# Epson SureColor P600 on JetPro SS



## DeepGirl (Mar 21, 2016)

I have gotten a new Epson SureColor P600 printer as I needed both larger format and decided to switch from dye inks to pigment inks. (I used Epson L365 until now and the black ink bleed with some detergents).

I have printed several images on JetPro SS transfers to find out the best settings. Finally plain paper, quality, color management Adobe RGB seemed to look the best, it got pretty vibrant colors and nice black. While waiting for my toddler to awake so I could go to my office where the heatpress is, all the prints on JPSS seems to fade and dull.

They have not been pressed so I hope after the press the olors come bak to normal, but now I am a bit afraid what if not.

Any experience with Epson ULTRACHROME inks on transfers?


----------



## DeepGirl (Mar 21, 2016)

UPDATE: After pressing the image has its vibrant colors back  The peeled paper looks totally different, there are silhouettes of yellow shades. 

I did a test by *mgparrish* overnight and all tjhe samples passed, even those with a strong detergent added.

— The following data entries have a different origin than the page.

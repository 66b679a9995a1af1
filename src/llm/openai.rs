use super::{ChatBackend, ChatOptions, ChatRole, ConversationTurn, truncate};
use crate::error::{PrError, Result};
use reqwest::StatusCode;
use reqwest::blocking::Client;
use serde::{Deserialize, Serialize};
use std::time::Duration;

/// Minimal request/response structs for the Chat Completions API.
#[derive(Serialize)]
struct ChatRequest<'a> {
    model: &'a str,
    messages: Vec<ChatMessage<'a>>,
    #[serde(skip_serializing_if = "Option::is_none")]
    max_tokens: Option<usize>,
    #[serde(skip_serializing_if = "Option::is_none")]
    temperature: Option<f32>,
}

#[derive(Serialize)]
struct ChatMessage<'a> {
    role: &'static str,
    content: &'a str,
}

#[derive(Deserialize)]
struct ChatResponse {
    choices: Vec<ChatChoice>,
    usage: Option<ChatUsage>,
}

#[derive(Deserialize)]
struct ChatChoice {
    message: ChatMessageResponse,
}

#[derive(Deserialize)]
struct ChatMessageResponse {
    role: Option<String>,
    content: Option<String>,
}

#[derive(Deserialize)]
struct ChatUsage {
    prompt_tokens: u32,
    completion_tokens: u32,
    total_tokens: u32,
}

/// OpenAI-compatible implementation of ChatBackend.
pub struct OpenAiClient {
    client: Client,
    api_key: String,
    api_base_url: String,
}

impl OpenAiClient {
    pub fn new(api_key: String, api_base_url: String, timeout: Duration) -> Result<Self> {
        let client = Client::builder()
            .timeout(timeout)
            .build()
            .map_err(|e| PrError::remote(None, format!("failed to build HTTP client: {e}")))?;

        Ok(OpenAiClient {
            client,
            api_key,
            api_base_url: api_base_url.trim_end_matches('/').to_string(),
        })
    }

    fn chat_url(&self) -> String {
        if self.api_base_url.ends_with("/v1") {
            format!("{}/chat/completions", self.api_base_url)
        } else {
            format!("{}/v1/chat/completions", self.api_base_url)
        }
    }
}

impl ChatBackend for OpenAiClient {
    fn send(&self, turns: &[ConversationTurn], options: &ChatOptions) -> Result<String> {
        let req = ChatRequest {
            model: &options.model,
            messages: turns
                .iter()
                .map(|turn| ChatMessage {
                    role: turn.role.as_str(),
                    content: &turn.content,
                })
                .collect(),
            max_tokens: options.max_tokens,
            temperature: options.temperature,
        };

        log::info!(
            "Calling model {:?} with {} messages (max_tokens={:?})",
            req.model,
            req.messages.len(),
            req.max_tokens
        );

        let resp = self
            .client
            .post(self.chat_url())
            .bearer_auth(&self.api_key)
            .json(&req)
            .send()
            .map_err(|e| PrError::remote(None, format!("failed to send request: {e}")))?;

        if !resp.status().is_success() {
            let status = resp.status();
            let text = resp.text().unwrap_or_default();
            let error = parse_api_error(&text);
            let detail = error.message.as_deref().unwrap_or(text.as_str());
            return Err(PrError::remote(
                Some(status.as_u16()),
                format!("{} - {}", describe_failure(status, &error), truncate(detail, 500)),
            ));
        }

        let chat_resp: ChatResponse = resp
            .json()
            .map_err(|e| PrError::remote(None, format!("failed to parse response: {e}")))?;

        if let Some(usage) = &chat_resp.usage {
            log::debug!(
                "Token usage: prompt={}, completion={}, total={}",
                usage.prompt_tokens,
                usage.completion_tokens,
                usage.total_tokens
            );
        }

        let message = chat_resp
            .choices
            .into_iter()
            .next()
            .map(|c| c.message)
            .ok_or_else(|| PrError::remote(None, "no choices returned"))?;

        if let Some(role) = message.role.as_deref() {
            if role != ChatRole::Assistant.as_str() {
                log::warn!("Reply carried unexpected role {role:?}");
            }
        }

        Ok(message.content.unwrap_or_default())
    }
}

/// The `error` object OpenAI-compatible servers put in failure bodies.
#[derive(Debug, Default)]
struct ApiError {
    code: Option<String>,
    message: Option<String>,
}

fn parse_api_error(body: &str) -> ApiError {
    let Ok(value) = serde_json::from_str::<serde_json::Value>(body) else {
        return ApiError::default();
    };
    let field = |name: &str| {
        value
            .pointer(&format!("/error/{name}"))
            .and_then(|v| v.as_str())
            .map(str::to_string)
    };
    ApiError {
        code: field("code"),
        message: field("message"),
    }
}

/// Name the likely cause of a failed call so it can be logged usefully.
fn describe_failure(status: StatusCode, error: &ApiError) -> &'static str {
    if error.code.as_deref() == Some("context_length_exceeded") {
        return "context length exceeded";
    }
    match status {
        StatusCode::UNAUTHORIZED | StatusCode::FORBIDDEN => "authentication failed",
        StatusCode::TOO_MANY_REQUESTS => "rate limited",
        StatusCode::NOT_FOUND => "model not found",
        _ => "API error",
    }
}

_Many years back pigment inks were not available with the exception of some 3rd parties and it was necessary to test aftermarket inks for wash-abilty .... so try this test with those dye inks you are using, my money says they will bleed out in the test. Good pigment inks pass this test.

To test the inks, after pressing the image to the shirt, dunk the shirt in HOT water, then lay on a flat surface, (in the bath tub) and fold the image over onto the blank part of the shirt. Press it down firmly with your hands and let it set for 30 to 60 minutes. Unfold the shirt and if the inks bleed onto the blank part of the shirt, they will fade. If no bleeding, then you should be good to go. If the inks are going to bleed, they should bleed in this test._


----------